Problem to work on: Your response should contain each line of the data that includes "userId".

(The data)

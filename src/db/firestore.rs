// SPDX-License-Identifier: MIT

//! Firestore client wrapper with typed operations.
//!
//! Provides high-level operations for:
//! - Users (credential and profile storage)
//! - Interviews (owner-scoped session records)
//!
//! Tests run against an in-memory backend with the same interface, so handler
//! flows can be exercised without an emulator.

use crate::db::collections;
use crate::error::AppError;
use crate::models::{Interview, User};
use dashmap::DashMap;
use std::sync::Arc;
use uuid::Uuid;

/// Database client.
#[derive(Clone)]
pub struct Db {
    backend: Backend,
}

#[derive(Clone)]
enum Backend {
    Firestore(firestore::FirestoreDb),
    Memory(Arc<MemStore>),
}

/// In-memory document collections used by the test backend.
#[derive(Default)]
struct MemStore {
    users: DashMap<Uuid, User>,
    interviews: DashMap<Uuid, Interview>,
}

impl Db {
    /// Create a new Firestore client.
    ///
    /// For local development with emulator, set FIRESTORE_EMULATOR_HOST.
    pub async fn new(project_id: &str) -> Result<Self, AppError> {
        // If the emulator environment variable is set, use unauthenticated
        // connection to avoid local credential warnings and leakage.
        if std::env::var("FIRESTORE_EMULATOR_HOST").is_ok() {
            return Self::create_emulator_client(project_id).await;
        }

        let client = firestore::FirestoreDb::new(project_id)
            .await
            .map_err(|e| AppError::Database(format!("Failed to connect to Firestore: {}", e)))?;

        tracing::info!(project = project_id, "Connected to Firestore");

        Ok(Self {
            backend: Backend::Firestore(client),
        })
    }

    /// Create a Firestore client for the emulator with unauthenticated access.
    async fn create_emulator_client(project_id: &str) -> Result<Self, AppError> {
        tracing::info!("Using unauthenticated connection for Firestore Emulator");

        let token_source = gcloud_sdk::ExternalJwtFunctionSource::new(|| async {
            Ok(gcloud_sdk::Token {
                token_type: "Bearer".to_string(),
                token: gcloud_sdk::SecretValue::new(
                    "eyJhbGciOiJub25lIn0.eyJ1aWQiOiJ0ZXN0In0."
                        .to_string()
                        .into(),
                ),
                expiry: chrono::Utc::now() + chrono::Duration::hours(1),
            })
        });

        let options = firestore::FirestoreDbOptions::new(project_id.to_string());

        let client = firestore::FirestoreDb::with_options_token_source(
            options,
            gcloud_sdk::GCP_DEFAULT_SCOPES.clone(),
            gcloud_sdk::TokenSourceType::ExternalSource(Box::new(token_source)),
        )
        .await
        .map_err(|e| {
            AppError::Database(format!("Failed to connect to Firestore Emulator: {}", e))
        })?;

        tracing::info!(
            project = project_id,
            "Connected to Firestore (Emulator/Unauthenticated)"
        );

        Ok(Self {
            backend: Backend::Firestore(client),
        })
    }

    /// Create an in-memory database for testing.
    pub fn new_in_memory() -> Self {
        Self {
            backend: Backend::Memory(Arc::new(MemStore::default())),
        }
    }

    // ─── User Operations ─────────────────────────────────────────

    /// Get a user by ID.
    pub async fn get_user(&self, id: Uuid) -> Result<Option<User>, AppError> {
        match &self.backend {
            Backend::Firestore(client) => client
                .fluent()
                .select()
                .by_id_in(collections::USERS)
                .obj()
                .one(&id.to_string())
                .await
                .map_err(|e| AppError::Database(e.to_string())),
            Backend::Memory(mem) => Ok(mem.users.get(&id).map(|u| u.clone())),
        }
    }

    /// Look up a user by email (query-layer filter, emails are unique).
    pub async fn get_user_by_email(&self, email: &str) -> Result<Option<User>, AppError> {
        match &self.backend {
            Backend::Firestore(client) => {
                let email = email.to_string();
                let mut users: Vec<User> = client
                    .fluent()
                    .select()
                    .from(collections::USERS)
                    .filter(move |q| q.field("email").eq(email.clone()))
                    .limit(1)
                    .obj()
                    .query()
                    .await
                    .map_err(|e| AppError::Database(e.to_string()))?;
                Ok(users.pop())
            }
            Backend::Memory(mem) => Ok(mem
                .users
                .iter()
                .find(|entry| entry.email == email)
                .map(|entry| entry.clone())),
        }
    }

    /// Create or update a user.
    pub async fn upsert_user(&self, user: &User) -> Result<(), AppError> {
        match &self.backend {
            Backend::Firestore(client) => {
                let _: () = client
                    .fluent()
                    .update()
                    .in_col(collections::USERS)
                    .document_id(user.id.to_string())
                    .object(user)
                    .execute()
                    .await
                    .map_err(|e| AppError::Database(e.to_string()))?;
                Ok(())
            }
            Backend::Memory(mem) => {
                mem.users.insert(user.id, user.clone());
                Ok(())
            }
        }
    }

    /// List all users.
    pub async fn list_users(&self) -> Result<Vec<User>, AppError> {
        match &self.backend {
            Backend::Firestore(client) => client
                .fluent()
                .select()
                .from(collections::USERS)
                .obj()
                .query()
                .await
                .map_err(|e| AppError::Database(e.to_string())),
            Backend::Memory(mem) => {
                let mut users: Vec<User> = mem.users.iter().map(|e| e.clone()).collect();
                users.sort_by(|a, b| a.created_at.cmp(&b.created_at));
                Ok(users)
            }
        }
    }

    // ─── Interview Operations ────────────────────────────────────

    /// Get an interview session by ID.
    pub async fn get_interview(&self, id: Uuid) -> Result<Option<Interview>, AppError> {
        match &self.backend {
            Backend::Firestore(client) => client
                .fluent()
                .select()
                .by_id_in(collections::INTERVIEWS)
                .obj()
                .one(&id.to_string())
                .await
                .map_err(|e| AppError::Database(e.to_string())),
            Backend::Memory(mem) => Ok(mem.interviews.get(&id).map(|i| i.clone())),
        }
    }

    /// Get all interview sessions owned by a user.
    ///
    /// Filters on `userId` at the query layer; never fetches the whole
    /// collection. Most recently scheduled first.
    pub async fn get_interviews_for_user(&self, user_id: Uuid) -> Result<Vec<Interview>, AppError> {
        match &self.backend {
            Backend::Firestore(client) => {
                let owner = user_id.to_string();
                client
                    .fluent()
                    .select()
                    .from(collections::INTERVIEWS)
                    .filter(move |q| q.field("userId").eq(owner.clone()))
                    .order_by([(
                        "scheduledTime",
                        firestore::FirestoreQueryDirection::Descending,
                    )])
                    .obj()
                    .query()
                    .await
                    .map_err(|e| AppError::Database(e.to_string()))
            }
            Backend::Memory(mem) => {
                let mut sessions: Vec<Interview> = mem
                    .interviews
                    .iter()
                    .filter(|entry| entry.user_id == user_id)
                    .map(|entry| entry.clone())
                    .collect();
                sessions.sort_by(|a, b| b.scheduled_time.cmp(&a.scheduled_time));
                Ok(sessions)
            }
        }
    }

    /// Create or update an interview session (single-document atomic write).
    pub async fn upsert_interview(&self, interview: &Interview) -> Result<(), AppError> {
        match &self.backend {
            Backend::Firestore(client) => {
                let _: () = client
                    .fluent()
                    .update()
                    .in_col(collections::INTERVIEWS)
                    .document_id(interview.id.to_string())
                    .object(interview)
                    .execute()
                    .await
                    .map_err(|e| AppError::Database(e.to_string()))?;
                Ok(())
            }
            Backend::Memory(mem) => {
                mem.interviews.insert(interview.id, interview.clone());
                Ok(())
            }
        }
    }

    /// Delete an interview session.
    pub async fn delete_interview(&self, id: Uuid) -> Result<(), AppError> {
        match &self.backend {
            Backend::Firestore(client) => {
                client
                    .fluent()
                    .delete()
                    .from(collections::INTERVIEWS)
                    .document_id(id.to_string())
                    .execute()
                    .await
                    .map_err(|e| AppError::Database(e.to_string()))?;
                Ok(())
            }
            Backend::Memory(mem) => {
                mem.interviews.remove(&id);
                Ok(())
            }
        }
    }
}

(End The data)

Written answer:
    /// Filters on `userId` at the query layer; never fetches the whole
                    .filter(move |q| q.field("userId").eq(owner.clone()))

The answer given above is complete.